----- MATERIAL SHOWN
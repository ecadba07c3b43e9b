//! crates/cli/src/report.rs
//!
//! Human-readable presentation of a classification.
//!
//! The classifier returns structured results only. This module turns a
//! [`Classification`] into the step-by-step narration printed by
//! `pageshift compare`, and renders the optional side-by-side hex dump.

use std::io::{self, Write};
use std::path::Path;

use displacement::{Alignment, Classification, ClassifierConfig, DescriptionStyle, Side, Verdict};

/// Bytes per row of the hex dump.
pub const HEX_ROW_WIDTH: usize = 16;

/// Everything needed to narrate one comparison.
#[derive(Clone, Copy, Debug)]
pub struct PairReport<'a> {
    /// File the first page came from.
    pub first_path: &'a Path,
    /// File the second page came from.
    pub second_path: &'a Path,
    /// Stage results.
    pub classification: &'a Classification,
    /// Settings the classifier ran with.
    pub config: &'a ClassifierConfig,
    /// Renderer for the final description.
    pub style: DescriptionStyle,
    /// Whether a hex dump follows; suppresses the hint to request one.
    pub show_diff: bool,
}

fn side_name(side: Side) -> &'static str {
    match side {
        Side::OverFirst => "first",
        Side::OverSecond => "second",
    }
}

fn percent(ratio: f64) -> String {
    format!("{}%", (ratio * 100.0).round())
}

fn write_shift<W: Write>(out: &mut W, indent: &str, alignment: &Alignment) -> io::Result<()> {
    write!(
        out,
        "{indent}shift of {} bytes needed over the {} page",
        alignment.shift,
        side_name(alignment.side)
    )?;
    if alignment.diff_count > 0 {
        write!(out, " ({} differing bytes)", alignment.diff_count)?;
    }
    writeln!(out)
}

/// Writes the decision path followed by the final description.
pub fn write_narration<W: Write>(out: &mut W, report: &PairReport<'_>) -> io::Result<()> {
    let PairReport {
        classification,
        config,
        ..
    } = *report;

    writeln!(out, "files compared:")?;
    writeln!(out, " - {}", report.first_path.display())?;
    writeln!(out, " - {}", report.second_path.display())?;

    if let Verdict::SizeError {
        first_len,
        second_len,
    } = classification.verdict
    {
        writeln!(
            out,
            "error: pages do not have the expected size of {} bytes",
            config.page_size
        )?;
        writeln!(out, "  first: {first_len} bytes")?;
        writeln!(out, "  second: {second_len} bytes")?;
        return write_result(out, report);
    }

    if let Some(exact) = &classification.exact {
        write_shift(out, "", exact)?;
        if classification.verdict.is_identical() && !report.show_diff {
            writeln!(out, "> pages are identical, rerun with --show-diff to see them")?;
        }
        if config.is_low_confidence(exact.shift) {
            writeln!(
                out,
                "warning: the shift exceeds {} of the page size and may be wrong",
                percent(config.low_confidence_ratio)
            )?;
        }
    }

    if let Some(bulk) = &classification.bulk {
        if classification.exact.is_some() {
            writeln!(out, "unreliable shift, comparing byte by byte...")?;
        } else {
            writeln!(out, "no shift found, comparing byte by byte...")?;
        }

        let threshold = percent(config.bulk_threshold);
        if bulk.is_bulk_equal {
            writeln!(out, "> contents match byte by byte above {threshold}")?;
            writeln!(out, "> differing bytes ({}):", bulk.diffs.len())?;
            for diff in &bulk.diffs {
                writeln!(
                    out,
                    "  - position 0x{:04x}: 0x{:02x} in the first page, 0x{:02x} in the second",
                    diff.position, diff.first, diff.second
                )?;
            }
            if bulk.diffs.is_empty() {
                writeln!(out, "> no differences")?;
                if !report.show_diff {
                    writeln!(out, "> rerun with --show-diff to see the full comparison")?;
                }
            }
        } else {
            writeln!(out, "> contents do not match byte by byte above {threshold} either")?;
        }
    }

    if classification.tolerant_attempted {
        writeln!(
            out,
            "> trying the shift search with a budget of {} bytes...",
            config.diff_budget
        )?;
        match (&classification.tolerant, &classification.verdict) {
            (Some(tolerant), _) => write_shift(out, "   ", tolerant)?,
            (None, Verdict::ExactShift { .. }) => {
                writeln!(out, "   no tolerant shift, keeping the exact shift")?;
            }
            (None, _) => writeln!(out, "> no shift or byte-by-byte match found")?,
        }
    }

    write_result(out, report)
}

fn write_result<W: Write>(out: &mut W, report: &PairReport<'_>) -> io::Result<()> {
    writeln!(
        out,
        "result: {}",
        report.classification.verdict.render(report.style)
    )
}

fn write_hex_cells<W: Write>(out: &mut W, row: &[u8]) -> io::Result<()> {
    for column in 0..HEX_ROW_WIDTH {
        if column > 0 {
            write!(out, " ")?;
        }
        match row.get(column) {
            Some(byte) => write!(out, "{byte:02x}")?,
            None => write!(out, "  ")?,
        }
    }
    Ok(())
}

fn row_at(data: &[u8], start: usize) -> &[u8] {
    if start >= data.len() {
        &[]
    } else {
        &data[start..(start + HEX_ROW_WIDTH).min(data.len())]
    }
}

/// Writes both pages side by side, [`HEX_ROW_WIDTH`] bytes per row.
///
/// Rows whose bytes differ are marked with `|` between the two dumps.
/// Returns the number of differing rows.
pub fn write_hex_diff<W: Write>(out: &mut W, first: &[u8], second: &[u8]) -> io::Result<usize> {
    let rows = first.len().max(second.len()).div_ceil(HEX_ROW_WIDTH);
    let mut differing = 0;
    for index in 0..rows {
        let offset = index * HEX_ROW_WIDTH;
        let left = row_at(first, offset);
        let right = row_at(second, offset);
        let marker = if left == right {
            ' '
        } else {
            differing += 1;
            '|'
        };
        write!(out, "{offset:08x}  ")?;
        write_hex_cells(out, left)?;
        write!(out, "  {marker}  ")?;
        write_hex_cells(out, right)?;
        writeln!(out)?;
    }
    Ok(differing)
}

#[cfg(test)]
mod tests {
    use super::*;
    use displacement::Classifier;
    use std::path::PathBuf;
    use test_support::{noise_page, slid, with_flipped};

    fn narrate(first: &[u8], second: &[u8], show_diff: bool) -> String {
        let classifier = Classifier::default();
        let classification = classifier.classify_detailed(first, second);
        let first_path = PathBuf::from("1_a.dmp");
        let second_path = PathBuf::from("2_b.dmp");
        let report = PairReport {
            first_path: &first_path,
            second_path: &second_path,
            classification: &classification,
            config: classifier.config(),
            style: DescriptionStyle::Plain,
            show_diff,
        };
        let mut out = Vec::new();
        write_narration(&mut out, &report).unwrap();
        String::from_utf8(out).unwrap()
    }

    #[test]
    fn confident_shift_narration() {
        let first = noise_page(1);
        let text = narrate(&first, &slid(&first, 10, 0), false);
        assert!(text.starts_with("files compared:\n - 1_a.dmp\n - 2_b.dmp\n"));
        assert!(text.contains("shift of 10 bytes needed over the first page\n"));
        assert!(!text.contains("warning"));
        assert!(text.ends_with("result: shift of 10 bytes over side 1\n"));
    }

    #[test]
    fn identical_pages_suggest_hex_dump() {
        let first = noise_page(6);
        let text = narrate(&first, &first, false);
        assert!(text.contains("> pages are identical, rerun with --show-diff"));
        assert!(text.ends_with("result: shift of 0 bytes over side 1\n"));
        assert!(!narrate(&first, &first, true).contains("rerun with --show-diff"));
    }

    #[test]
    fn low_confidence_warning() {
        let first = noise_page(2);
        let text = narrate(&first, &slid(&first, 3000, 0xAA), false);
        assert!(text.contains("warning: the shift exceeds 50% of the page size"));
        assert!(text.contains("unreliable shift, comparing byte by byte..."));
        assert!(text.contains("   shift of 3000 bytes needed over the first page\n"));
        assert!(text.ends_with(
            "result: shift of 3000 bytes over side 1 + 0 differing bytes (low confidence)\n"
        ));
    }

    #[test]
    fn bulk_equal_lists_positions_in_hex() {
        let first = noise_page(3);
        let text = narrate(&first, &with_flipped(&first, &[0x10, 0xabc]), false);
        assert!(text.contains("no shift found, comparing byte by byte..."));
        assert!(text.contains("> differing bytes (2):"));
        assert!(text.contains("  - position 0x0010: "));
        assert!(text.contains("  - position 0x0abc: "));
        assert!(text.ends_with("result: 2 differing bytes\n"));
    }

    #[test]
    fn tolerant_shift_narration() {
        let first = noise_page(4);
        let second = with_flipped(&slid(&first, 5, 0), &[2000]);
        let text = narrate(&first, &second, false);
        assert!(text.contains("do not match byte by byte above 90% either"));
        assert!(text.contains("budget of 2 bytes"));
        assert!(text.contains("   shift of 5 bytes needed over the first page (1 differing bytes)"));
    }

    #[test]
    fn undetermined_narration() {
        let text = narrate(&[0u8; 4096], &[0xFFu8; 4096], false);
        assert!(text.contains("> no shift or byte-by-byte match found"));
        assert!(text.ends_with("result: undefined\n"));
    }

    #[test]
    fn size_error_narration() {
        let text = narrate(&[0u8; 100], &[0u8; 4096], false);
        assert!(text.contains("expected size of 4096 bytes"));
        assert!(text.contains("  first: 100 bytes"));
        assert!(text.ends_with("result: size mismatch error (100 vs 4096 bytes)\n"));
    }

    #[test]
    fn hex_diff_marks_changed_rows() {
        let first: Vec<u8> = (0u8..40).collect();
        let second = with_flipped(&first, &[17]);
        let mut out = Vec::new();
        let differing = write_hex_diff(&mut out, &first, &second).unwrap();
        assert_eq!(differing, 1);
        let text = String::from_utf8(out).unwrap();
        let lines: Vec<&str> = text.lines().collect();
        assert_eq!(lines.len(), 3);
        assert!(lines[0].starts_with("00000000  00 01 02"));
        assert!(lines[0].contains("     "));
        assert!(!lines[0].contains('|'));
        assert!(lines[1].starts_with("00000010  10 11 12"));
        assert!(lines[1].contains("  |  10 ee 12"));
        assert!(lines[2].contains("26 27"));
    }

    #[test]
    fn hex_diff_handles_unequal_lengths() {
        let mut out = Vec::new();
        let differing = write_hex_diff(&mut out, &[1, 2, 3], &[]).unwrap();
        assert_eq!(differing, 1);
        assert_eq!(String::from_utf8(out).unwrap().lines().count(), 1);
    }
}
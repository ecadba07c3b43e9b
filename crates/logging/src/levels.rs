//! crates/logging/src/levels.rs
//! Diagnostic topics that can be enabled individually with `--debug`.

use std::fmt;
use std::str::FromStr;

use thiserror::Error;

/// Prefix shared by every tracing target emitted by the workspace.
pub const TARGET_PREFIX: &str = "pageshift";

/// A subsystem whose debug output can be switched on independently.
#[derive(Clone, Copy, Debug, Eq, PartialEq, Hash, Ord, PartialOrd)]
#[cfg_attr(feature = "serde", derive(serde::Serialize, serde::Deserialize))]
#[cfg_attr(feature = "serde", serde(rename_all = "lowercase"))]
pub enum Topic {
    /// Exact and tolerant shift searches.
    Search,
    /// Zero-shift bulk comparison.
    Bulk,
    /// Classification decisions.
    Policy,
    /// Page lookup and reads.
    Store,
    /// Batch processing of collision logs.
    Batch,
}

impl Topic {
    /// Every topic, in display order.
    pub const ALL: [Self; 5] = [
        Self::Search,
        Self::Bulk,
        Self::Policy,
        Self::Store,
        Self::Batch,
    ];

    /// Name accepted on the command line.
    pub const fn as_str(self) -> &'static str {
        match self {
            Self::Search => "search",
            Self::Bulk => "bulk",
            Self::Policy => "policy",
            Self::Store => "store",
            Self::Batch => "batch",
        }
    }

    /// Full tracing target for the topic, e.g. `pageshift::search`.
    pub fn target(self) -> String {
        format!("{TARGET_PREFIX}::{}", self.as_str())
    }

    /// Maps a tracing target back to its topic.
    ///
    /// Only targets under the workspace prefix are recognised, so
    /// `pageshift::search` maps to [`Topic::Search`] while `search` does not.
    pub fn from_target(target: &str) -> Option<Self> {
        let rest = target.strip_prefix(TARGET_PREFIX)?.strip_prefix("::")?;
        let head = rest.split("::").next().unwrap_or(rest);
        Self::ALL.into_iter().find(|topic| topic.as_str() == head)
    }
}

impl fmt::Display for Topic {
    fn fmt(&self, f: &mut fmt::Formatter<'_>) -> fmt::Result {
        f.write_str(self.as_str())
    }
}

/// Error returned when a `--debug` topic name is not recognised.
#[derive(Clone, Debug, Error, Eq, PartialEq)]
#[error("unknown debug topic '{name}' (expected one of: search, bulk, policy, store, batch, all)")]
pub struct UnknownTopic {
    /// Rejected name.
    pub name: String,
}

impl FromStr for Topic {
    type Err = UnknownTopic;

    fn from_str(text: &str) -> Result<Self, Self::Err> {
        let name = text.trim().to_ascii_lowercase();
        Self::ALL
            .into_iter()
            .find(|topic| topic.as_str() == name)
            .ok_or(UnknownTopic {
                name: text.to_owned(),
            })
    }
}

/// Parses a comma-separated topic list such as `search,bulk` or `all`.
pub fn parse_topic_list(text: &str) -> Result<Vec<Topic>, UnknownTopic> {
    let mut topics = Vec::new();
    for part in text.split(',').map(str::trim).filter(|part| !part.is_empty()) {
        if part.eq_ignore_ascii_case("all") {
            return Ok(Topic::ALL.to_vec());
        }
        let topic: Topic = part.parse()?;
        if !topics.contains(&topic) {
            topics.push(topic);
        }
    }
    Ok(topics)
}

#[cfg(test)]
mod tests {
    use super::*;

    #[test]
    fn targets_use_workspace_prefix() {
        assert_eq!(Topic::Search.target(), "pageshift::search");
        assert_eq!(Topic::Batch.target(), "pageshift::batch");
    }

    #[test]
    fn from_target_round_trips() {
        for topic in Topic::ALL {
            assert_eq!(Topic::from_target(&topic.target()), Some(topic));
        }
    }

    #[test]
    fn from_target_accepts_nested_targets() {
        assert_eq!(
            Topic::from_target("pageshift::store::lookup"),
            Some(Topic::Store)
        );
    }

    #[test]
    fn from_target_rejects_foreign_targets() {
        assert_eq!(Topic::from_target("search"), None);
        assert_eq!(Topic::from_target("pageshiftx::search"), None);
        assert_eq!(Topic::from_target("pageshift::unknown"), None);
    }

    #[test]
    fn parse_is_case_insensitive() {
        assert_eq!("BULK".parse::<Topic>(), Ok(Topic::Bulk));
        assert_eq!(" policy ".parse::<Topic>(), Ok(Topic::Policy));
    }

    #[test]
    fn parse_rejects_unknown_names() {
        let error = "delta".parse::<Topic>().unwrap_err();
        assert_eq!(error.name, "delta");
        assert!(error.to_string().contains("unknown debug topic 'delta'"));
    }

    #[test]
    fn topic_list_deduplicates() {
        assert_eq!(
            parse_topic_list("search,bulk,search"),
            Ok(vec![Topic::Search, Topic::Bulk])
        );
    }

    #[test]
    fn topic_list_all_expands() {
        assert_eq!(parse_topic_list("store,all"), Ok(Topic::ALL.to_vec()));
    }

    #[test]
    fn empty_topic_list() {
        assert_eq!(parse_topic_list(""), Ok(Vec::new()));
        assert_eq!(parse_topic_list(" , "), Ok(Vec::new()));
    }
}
----------
--- PROBLEM TO SOLVE ---
From the entries, copy every line in which the string "static" can be found.

--- ANSWER SECTION ---
fn side_name(side: Side) -> &'static str {
    pub const fn as_str(self) -> &'static str {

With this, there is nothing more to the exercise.